Foto: Matheus Senna/ Divulgação
Por Andréa Galvão
Tudo começou em meados do século XIX quando a província de Pernambuco enfrentava tensões políticas, havia uma ocupação desordenada do litoral, enquanto o interior encontrava-se em total abandono. Em razão disto as autoridades recorreram a Dom Pedro II e ele pediu ajuda à Igreja Católica, a mesma o atendeu e subsidiou a vinda e estadia no Brasil dos Frades Capuchinhos da Sicília ( Itália) para atuarem no processo civilizatório e na manutenção da ordem pública.
Entre os
religiosos estava o Frei Caetano de Messina o qual não poupou esforços para
construir hospitais, cemitérios, escolas e igrejas em Pernambuco. Logo chega a Pesqueira e em 1852 institui a
devoção à Santa Águeda. Ele já a conhecia, uma vez que sua cidade natal (
Messina) e o lugar que a Virgem Mártir nasceu ( Catânia) eram vizinhas,
distando uma da outra apenas 96 km.
Na ocasião em que ela se torna padroeira, Frei Caetano lança a pedra fundamental da igreja que se tornaria uma Catedral. Segundo os registros históricos, a festa da padroeira começa em 27 de janeiro de 1873 com caminhada em que levam a bandeira, seguindo-se da novena e culminando com a procissão da imagem.
Ainda que muito se propague, sempre tem alguém interessado em saber quem foi Águeda ou Ághata. Pois bem, vamos lá! Ela foi uma jovem italiana, linda e rica a qual renunciou a riqueza da família para ajudar os pobres e consagrar-se a Cristo. Nesta época a perseguição aos cristãos era implacável.
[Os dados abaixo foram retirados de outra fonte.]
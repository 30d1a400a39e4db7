// Copyright 2025 Umberto Gotti <umberto.gotti@umbertogotti.dev>
// Licensed under the Apache License, Version 2.0
// http://www.apache.org/licenses/LICENSE-2.0

//! Duplex transform stream mapping each chunk together with its index.
//!
//! A [`MapStream`] is a writable side and a readable side joined by a bounded
//! buffer. Every chunk written is passed to the mapping function as
//! `(chunk, index)`, where `index` counts from zero, and the result is queued
//! for the readable side. Chunks are arbitrary values: the stream always runs
//! in structured-object mode.
//!
//! # Basic Usage
//!
//! ```
//! use flowmap_stream::MapStream;
//! use futures::StreamExt;
//!
//! # #[tokio::main]
//! # async fn main() -> flowmap_error::Result<()> {
//! let mut stream = MapStream::new(|word: &str, index| format!("{index}:{word}"));
//!
//! stream.write("alpha").await?;
//! stream.write("beta").await?;
//! stream.end();
//!
//! let mapped: Vec<String> = stream.collect().await;
//! assert_eq!(mapped, ["0:alpha", "1:beta"]);
//! # Ok(())
//! # }
//! ```
//!
//! # Backpressure
//!
//! The buffer holds `high_water_mark` mapped chunks (at least one). Once it is
//! full, [`write`](MapStream::write) waits for the readable side to make room
//! and [`try_write`](MapStream::try_write) fails with
//! [`FlowMapError::BufferFull`]. When producer and consumer run concurrently,
//! [`split`](MapStream::split) the stream and drive each half from its own task.
//!
//! # Teardown
//!
//! [`destroy`](MapStream::destroy) marks the stream destroyed and closes the
//! buffer: writes fail, the readable side ends (waking a reader parked on an
//! empty buffer), and subscribers of [`events`](MapStream::events) receive
//! `Error` (if an error was given) and then `Close`.
//!
//! The events are published by a task spawned on the current tokio runtime.
//! On a current-thread runtime that task cannot run before `destroy` returns.
//! On a multi-thread runtime another worker may pick it up while `destroy` is
//! still returning; events are then still never observed before the destroyed
//! flag is set and the buffer is closed.
//!
//! # Panics
//!
//! The mapping function is called without any guard. If it panics, the panic
//! unwinds through the `write` call that invoked it.

use crate::lifecycle::{EventStream, Lifecycle};
use crate::options::MapStreamOptions;
use async_channel::{Receiver, Sender, TrySendError};
use flowmap_error::{FlowMapError, Result};
use futures::{Stream, StreamExt};
use pin_project::pin_project;
use serde_json::Value;
use std::marker::PhantomData;
use std::pin::Pin;
use std::task::{Context, Poll};

/// Writable half of a map stream: owns the mapping function and the cursor.
pub struct MapWriter<T, U, F> {
    map: F,
    cursor: Option<usize>,
    tx: Option<Sender<U>>,
    options: MapStreamOptions,
    lifecycle: Lifecycle,
    _chunk: PhantomData<fn(T)>,
}

impl<T, U, F> MapWriter<T, U, F>
where
    F: FnMut(T, usize) -> U,
{
    /// Maps `chunk` and queues the result, waiting while the buffer is full.
    ///
    /// # Errors
    ///
    /// - [`FlowMapError::StreamDestroyed`] after `destroy`
    /// - [`FlowMapError::WriteAfterEnd`] after `end`
    /// - [`FlowMapError::ReadableClosed`] if the readable half was dropped and
    ///   half-open operation is disabled
    pub async fn write(&mut self, chunk: T) -> Result<()> {
        if self.lifecycle.is_destroyed() {
            return Err(FlowMapError::StreamDestroyed);
        }
        let Some(tx) = self.tx.as_ref() else {
            return Err(FlowMapError::WriteAfterEnd);
        };
        if tx.is_closed() && !self.options.allow_half_open {
            return self.close_writable();
        }

        let output = (self.map)(chunk, advance(&mut self.cursor));
        if tx.send(output).await.is_ok() {
            return Ok(());
        }
        self.readable_gone()
    }

    /// Like [`write`](Self::write), but never waits.
    ///
    /// # Errors
    ///
    /// As [`write`](Self::write), plus [`FlowMapError::BufferFull`] when the
    /// buffer is at its watermark. In that case the mapping function is not
    /// called and the cursor does not move.
    pub fn try_write(&mut self, chunk: T) -> Result<()> {
        if self.lifecycle.is_destroyed() {
            return Err(FlowMapError::StreamDestroyed);
        }
        let Some(tx) = self.tx.as_ref() else {
            return Err(FlowMapError::WriteAfterEnd);
        };
        if tx.is_closed() && !self.options.allow_half_open {
            return self.close_writable();
        }
        if tx.is_full() && !tx.is_closed() {
            return Err(self.buffer_full());
        }

        let output = (self.map)(chunk, advance(&mut self.cursor));
        match tx.try_send(output) {
            Ok(()) => Ok(()),
            Err(TrySendError::Full(_)) => Err(self.buffer_full()),
            Err(TrySendError::Closed(_)) => self.readable_gone(),
        }
    }

    /// Writes every chunk of `source`, then ends the writable side.
    ///
    /// Returns the number of chunks written.
    ///
    /// # Errors
    ///
    /// Stops at the first failing [`write`](Self::write) and returns its error;
    /// the writable side is left open in that case.
    pub async fn pipe_from<S>(&mut self, source: S) -> Result<usize>
    where
        S: Stream<Item = T>,
    {
        futures::pin_mut!(source);
        let mut written = 0;
        while let Some(chunk) = source.next().await {
            self.write(chunk).await?;
            written += 1;
        }
        self.end();
        Ok(written)
    }
}

impl<T, U, F> MapWriter<T, U, F> {
    /// Ends the writable side. Buffered chunks stay readable, then the readable
    /// side finishes. Calling `end` again has no effect.
    pub fn end(&mut self) {
        if self.tx.take().is_some() {
            crate::debug!("map stream: writable side ended after {:?}", self.cursor);
        }
    }

    /// Returns `true` until the writable side is ended or the stream destroyed.
    #[must_use]
    pub fn is_writable(&self) -> bool {
        self.tx.is_some() && !self.lifecycle.is_destroyed()
    }

    /// Index given to the most recently mapped chunk, `None` before the first.
    #[must_use]
    pub const fn index(&self) -> Option<usize> {
        self.cursor
    }

    /// The options this stream was built with.
    #[must_use]
    pub const fn options(&self) -> MapStreamOptions {
        self.options
    }

    /// Returns `true` once the stream has been destroyed.
    #[must_use]
    pub fn is_destroyed(&self) -> bool {
        self.lifecycle.is_destroyed()
    }

    /// Subscribes to the stream's lifecycle events.
    #[must_use]
    pub fn events(&self) -> EventStream {
        self.lifecycle.subscribe()
    }

    /// Destroys the stream both halves belong to.
    ///
    /// Returns `Some(self)` on the first call and `None` on every later call
    /// from either half.
    pub fn destroy(&self, error: Option<FlowMapError>) -> Option<&Self> {
        self.lifecycle
            .destroy(error, || self.close_channel())
            .then_some(self)
    }

    // Wakes a reader parked on an empty buffer.
    fn close_channel(&self) {
        if let Some(tx) = self.tx.as_ref() {
            tx.close();
        }
    }

    fn close_writable(&mut self) -> Result<()> {
        crate::debug!("map stream: readable side closed, ending writable side");
        self.tx = None;
        Err(FlowMapError::ReadableClosed)
    }

    fn readable_gone(&mut self) -> Result<()> {
        if self.lifecycle.is_destroyed() {
            return Err(FlowMapError::StreamDestroyed);
        }
        if self.options.allow_half_open {
            crate::debug!(
                "map stream: readable side closed, discarding chunk {:?}",
                self.cursor
            );
            return Ok(());
        }
        self.close_writable()
    }

    const fn buffer_full(&self) -> FlowMapError {
        FlowMapError::BufferFull {
            high_water_mark: self.options.high_water_mark,
        }
    }
}

// Cursor starts "at -1": the first chunk gets index 0.
fn advance(cursor: &mut Option<usize>) -> usize {
    let index = cursor.map_or(0, |last| last + 1);
    *cursor = Some(index);
    index
}

/// Readable half of a map stream.
///
/// Yields mapped chunks in write order; ends after the writable side ended
/// and the buffer drained, or as soon as the stream is destroyed.
pub struct MapReader<U> {
    rx: Pin<Box<Receiver<U>>>,
    lifecycle: Lifecycle,
}

impl<U> MapReader<U> {
    /// Number of mapped chunks waiting in the buffer.
    #[must_use]
    pub fn buffered(&self) -> usize {
        self.rx.len()
    }

    /// Returns `true` once the stream has been destroyed.
    #[must_use]
    pub fn is_destroyed(&self) -> bool {
        self.lifecycle.is_destroyed()
    }

    /// Subscribes to the stream's lifecycle events.
    #[must_use]
    pub fn events(&self) -> EventStream {
        self.lifecycle.subscribe()
    }

    /// Destroys the stream both halves belong to.
    ///
    /// Returns `Some(self)` on the first call and `None` on every later call
    /// from either half.
    pub fn destroy(&self, error: Option<FlowMapError>) -> Option<&Self> {
        // Closing wakes a writer waiting for buffer space.
        self.lifecycle
            .destroy(error, || {
                self.rx.close();
            })
            .then_some(self)
    }
}

impl<U> Stream for MapReader<U> {
    type Item = U;

    fn poll_next(mut self: Pin<&mut Self>, cx: &mut Context<'_>) -> Poll<Option<Self::Item>> {
        if self.lifecycle.is_destroyed() {
            // Destroyed from the other half: buffered chunks are dropped.
            self.rx.close();
            return Poll::Ready(None);
        }
        self.rx.as_mut().poll_next(cx)
    }

    fn size_hint(&self) -> (usize, Option<usize>) {
        if self.lifecycle.is_destroyed() {
            return (0, Some(0));
        }
        self.rx.size_hint()
    }
}

/// Transform stream applying `F` to each `(chunk, index)` pair.
///
/// See the [module documentation](self) for usage.
#[pin_project]
pub struct MapStream<T, U, F> {
    writer: MapWriter<T, U, F>,
    #[pin]
    reader: MapReader<U>,
}

impl<T, U, F> MapStream<T, U, F>
where
    F: FnMut(T, usize) -> U,
{
    /// Creates a map stream with default options.
    pub fn new(map: F) -> Self {
        Self::build(MapStreamOptions::default(), map)
    }

    /// Creates a map stream with explicit options.
    ///
    /// # Errors
    ///
    /// Returns [`FlowMapError::Validation`] if the options are out of range.
    pub fn with_options(options: MapStreamOptions, map: F) -> Result<Self> {
        options.check()?;
        Ok(Self::build(options, map))
    }

    /// Creates a map stream from untyped configuration.
    ///
    /// # Errors
    ///
    /// Returns the [`FlowMapError::Validation`] reported by
    /// [`options::validate`](crate::options::validate), unchanged.
    pub fn from_config(config: &Value, map: F) -> Result<Self> {
        let options = MapStreamOptions::from_value(config)?;
        Ok(Self::build(options, map))
    }

    pub(crate) fn build(options: MapStreamOptions, map: F) -> Self {
        let (tx, rx) = async_channel::bounded(options.buffer_capacity());
        let lifecycle = Lifecycle::new();
        Self {
            writer: MapWriter {
                map,
                cursor: None,
                tx: Some(tx),
                options,
                lifecycle: lifecycle.clone(),
                _chunk: PhantomData,
            },
            reader: MapReader {
                rx: Box::pin(rx),
                lifecycle,
            },
        }
    }

    /// See [`MapWriter::write`].
    ///
    /// # Errors
    ///
    /// See [`MapWriter::write`].
    pub async fn write(&mut self, chunk: T) -> Result<()> {
        self.writer.write(chunk).await
    }

    /// See [`MapWriter::try_write`].
    ///
    /// # Errors
    ///
    /// See [`MapWriter::try_write`].
    pub fn try_write(&mut self, chunk: T) -> Result<()> {
        self.writer.try_write(chunk)
    }
}

impl<T, U, F> MapStream<T, U, F> {
    /// Separates the writable and readable halves.
    pub fn split(self) -> (MapWriter<T, U, F>, MapReader<U>) {
        (self.writer, self.reader)
    }

    /// See [`MapWriter::end`].
    pub fn end(&mut self) {
        self.writer.end();
    }

    /// Index given to the most recently mapped chunk, `None` before the first.
    #[must_use]
    pub const fn index(&self) -> Option<usize> {
        self.writer.index()
    }

    /// The options this stream was built with.
    #[must_use]
    pub const fn options(&self) -> MapStreamOptions {
        self.writer.options()
    }

    /// Returns `true` until the writable side is ended or the stream destroyed.
    #[must_use]
    pub fn is_writable(&self) -> bool {
        self.writer.is_writable()
    }

    /// Returns `true` once the stream has been destroyed.
    #[must_use]
    pub fn is_destroyed(&self) -> bool {
        self.writer.is_destroyed()
    }

    /// Subscribes to the stream's lifecycle events.
    #[must_use]
    pub fn events(&self) -> EventStream {
        self.writer.events()
    }

    /// Destroys the stream.
    ///
    /// The first call sets the destroyed flag, closes the buffer and schedules
    /// the teardown events; it returns `Some(self)` for chaining. Later calls
    /// do nothing and return `None`.
    pub fn destroy(&self, error: Option<FlowMapError>) -> Option<&Self> {
        self.writer
            .lifecycle
            .destroy(error, || {
                self.writer.close_channel();
                self.reader.rx.close();
            })
            .then_some(self)
    }
}

impl<T, U, F> Stream for MapStream<T, U, F> {
    type Item = U;

    fn poll_next(self: Pin<&mut Self>, cx: &mut Context<'_>) -> Poll<Option<Self::Item>> {
        self.project().reader.poll_next(cx)
    }

    fn size_hint(&self) -> (usize, Option<usize>) {
        self.reader.size_hint()
    }
}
O poderoso Quinciano tendo sido rejeitado por ela buscou ajuda com o imperador Décius, o mesmo mandou prendê-la sob a alegação de praticar bruxaria, submeteu-a às mais cruéis torturas, inclusive a extração dos seios e por fim a matou no dia 05 de fevereiro de 251 d.C.
Pesqueira é a única cidade do Brasil em que ela é padroeira, graças ao Frade de Messina e a fé de um povo, que há 169 anos rendem graças a essa Santa milagrosa e de uma história tão encantadora!